このあれこれなんて、ことばにするのは面倒くさい。ことばにしないまま、あ、そうか、と思うだけなんだけれど。
たとえば、ティム・ロビンスとメラニー・ティエリーが乗った車が牛の死骸と出くわす。車は右か左か、どちらかを通らないといけない。地雷が埋めてあるのは、どっち? わからない。で、ティム・ロビンスは牛を避けるのではなく、牛を乗り越えていくことにする。そのあと、メラニー・ティエリーが猛烈に怒る。これは、どうして? 安全かどうかわからない行動にメラニー・ティエリーをまきこんだから? それとも死んでいるとはいえ、牛をもう一度ひき殺すという野蛮が許せないから? 「答え」は観客にまかされている。
これが「しょっぱな」だから、あとはその連続。
これは、どうして? このときベニチオ・デル・トロ、ティム・ロビンスは、何を思っている? そのこと行動は、ほんとうにそうしたいから? それとも仕方がないから? それで、その正解は?
わからないね。
わからなくてもつづいていくのが「日常」。
ベニチオ・デル・トロとオルガ・キュリレンコが「痴話喧嘩」をして、「財布を見たのか」「パスポートを探しただけよ」というのを、別の車の中で聞いていて(大声だから聞こえてくる)、話をふられたときに「財布を見たのか」「パスポートを探しただけ」と繰り返すところなんか傑作だなあ。
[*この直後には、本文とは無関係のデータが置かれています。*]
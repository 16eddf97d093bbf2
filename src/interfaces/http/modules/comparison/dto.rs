use serde::Deserialize;
use utoipa::IntoParams;

#[derive(Debug, Deserialize, IntoParams)]
pub struct CompareParams {
    /// Comma-separated course ids, 2 to 4
    pub ids: String,
}

impl CompareParams {
    pub fn course_ids(&self) -> Vec<String> {
        self.ids
            .split(',')
            .map(str::trim)
            .filter(|s| !s.is_empty())
            .map(String::from)
            .collect()
    }
}

#[cfg(test)]
mod tests {
    use super::*;

    #[test]
    fn splits_and_trims_ids() {
        let params = CompareParams {
            ids: " a, b,,c ".into(),
        };
        assert_eq!(params.course_ids(), vec!["a", "b", "c"]);
    }
}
「仲間うち」のなれあいというか、どうしようもできない「信頼感」のようなものが、そこからぱっと噴き出る。「秘密」なんて、ない。それが「戦場」であり、それが「日常」。みんな知っているからこそ、助け合える。
最後の「雨さえ降らなければ、最高の日(パーフェクトデイ)」と言ったとたんに雨が降り始める。でも、それは「最高の日」を望む人にとって「最低の日」になるのだけれど、一方で、知らない力が働いて、あれほど苦労したのにひきあげられなかった死体が、井戸に流れ込んだ雨のために浮かんでくるというオチなんかが、とってもいい。
それにしてもね。
あんな山の中。そんなところで戦争してどうなるんだろう。その土地を奪う、あるいはそこに暮らしている人を殺して、世界がどう変わるんだろう。戦争というのは、いったいなんなのだろうなあ、と素朴な疑問も持つのである。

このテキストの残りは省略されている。